The first thing I was aware of—other than the dull throbbing pain somewhere between my shoulder and ego—was that I was healed. Not taped together. Stitched back together. Healed. Like some unseen miracle had worked double-time off-screen while I slept and dreamed about getting thrashed by Mihawk in glorious 4K. My powers of regeneration must have kicked in sometime in the course of my nap, which was a blessing and an anticlimax in equal measure. I didn't have any sense of being invigorated or anything like that. But if One Piece had me down as a lesson learned, it was that surviving a clash with the human personification of mortality meant I got me a free power-up as part of my software package.

The bandages were a nice touch. Very neat, methodical. Not Mihawk's doing, no way—not that I'm disrespecting the man, but he's got "sword maintenance over patient care" written all over him. No, this was Perona's work. I could tell by the oddly floral scent of the wrappings and the way they kept from getting in the way of my aesthetic. Mihawk may have lent a hand, perhaps, but Perona had done the lion's share. She was the one who'd probably saved me from dying of something embarrassingly mundane, like blood loss or pride.
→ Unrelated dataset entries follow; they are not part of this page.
// SPDX-License-Identifier: MIT
// Copyright (c) 2025 ReifyDB

use std::{
	cmp::Ordering,
	fmt::{self, Display, Formatter},
};

use bigdecimal::BigDecimal;
use num_bigint::{BigInt, Sign};
use num_traits::{Signed, Zero};

use crate::{
	error::{Error, TypeError},
	value::Type,
};

/// Largest scale, and largest folded exponent, a scaled decimal accepts
pub const MAX_SCALE: u32 = 1_000;

/// An unscaled integer and a non-negative scale: `unscaled * 10^-scale`.
#[derive(Clone, Debug)]
pub struct ScaledDecimal {
	unscaled: BigInt,
	scale: u32,
}

impl ScaledDecimal {
	pub fn new(unscaled: BigInt, scale: u32) -> Self {
		Self {
			unscaled,
			scale,
		}
	}

	pub fn from_i64(value: i64) -> Self {
		Self::new(BigInt::from(value), 0)
	}

	/// Negative exponents are folded into the unscaled integer. Exponents
	/// beyond [`MAX_SCALE`] in either direction are out of range.
	pub fn from_big(value: &BigDecimal) -> Result<Self, Error> {
		let (unscaled, exponent) = value.as_bigint_and_exponent();
		let magnitude = u32::try_from(exponent.unsigned_abs())
			.ok()
			.filter(|m| *m <= MAX_SCALE)
			.ok_or_else(|| {
				Error::from(TypeError::NumberOutOfRange {
					target: Type::Decimal,
					value: value.to_string(),
				})
			})?;
		if exponent < 0 {
			let factor = BigInt::from(10u8).pow(magnitude);
			return Ok(Self::new(unscaled * factor, 0));
		}
		Ok(Self::new(unscaled, magnitude))
	}

	pub fn to_big(&self) -> BigDecimal {
		BigDecimal::new(self.unscaled.clone(), self.scale as i64)
	}

	pub fn unscaled(&self) -> &BigInt {
		&self.unscaled
	}

	pub fn scale(&self) -> u32 {
		self.scale
	}

	pub fn is_zero(&self) -> bool {
		self.unscaled.is_zero()
	}

	fn rescaled(&self, scale: u32) -> BigInt {
		if scale <= self.scale {
			return self.unscaled.clone();
		}
		&self.unscaled * BigInt::from(10u8).pow(scale - self.scale)
	}
}

impl PartialEq for ScaledDecimal {
	fn eq(&self, other: &Self) -> bool {
		self.cmp(other) == Ordering::Equal
	}
}

impl Eq for ScaledDecimal {}

impl PartialOrd for ScaledDecimal {
	fn partial_cmp(&self, other: &Self) -> Option<Ordering> {
		Some(self.cmp(other))
	}
}

impl Ord for ScaledDecimal {
	fn cmp(&self, other: &Self) -> Ordering {
		let scale = self.scale.max(other.scale);
		self.rescaled(scale).cmp(&other.rescaled(scale))
	}
}

impl Display for ScaledDecimal {
	fn fmt(&self, f: &mut Formatter<'_>) -> fmt::Result {
		let digits = self.unscaled.abs().to_str_radix(10);
		let sign = if self.unscaled.sign() == Sign::Minus {
			"-"
		} else {
			""
		};
		let scale = self.scale as usize;
		if scale == 0 {
			return write!(f, "{}{}", sign, digits);
		}
		if digits.len() <= scale {
			return write!(f, "{}0.{}{}", sign, "0".repeat(scale - digits.len()), digits);
		}
		let (integral, fractional) = digits.split_at(digits.len() - scale);
		write!(f, "{}{}.{}", sign, integral, fractional)
	}
}

#[cfg(test)]
mod tests {
	use std::str::FromStr;

	use super::*;

	#[test]
	fn test_display() {
		assert_eq!(ScaledDecimal::new(BigInt::from(12345), 2).to_string(), "123.45");
		assert_eq!(ScaledDecimal::new(BigInt::from(-5), 3).to_string(), "-0.005");
		assert_eq!(ScaledDecimal::new(BigInt::from(-12), 0).to_string(), "-12");
		assert_eq!(ScaledDecimal::new(BigInt::from(0), 2).to_string(), "0.00");
	}

	#[test]
	fn test_from_big_folds_negative_exponent() {
		let big = BigDecimal::from_str("1.5e3").unwrap();
		let scaled = ScaledDecimal::from_big(&big).unwrap();
		assert_eq!(scaled.scale(), 0);
		assert_eq!(scaled.to_string(), "1500");
	}

	#[test]
	fn test_comparison_ignores_scale() {
		let a = ScaledDecimal::new(BigInt::from(150), 2);
		let b = ScaledDecimal::new(BigInt::from(15), 1);
		let c = ScaledDecimal::new(BigInt::from(2), 0);
		assert_eq!(a, b);
		assert!(a < c);
		assert!(ScaledDecimal::from_i64(-1) < ScaledDecimal::from_i64(0));
	}

	#[test]
	fn test_to_big() {
		let scaled = ScaledDecimal::new(BigInt::from(12345), 2);
		assert_eq!(scaled.to_big(), BigDecimal::from_str("123.45").unwrap());
	}
}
She sat up on a stool in front of the window, crossing her legs and reading a book too big for a ghost-themed goth look. I might have turned my head to get a closer look if not for the horns on my head being in their constant state of rebellion. Sleeping on your side isn't very convenient when your body has decided to go "let's go full buffalo prince" without asking. Instead, I had to content myself with turning my eyes—smooth and subtle and possibly a bit too stalker-ish.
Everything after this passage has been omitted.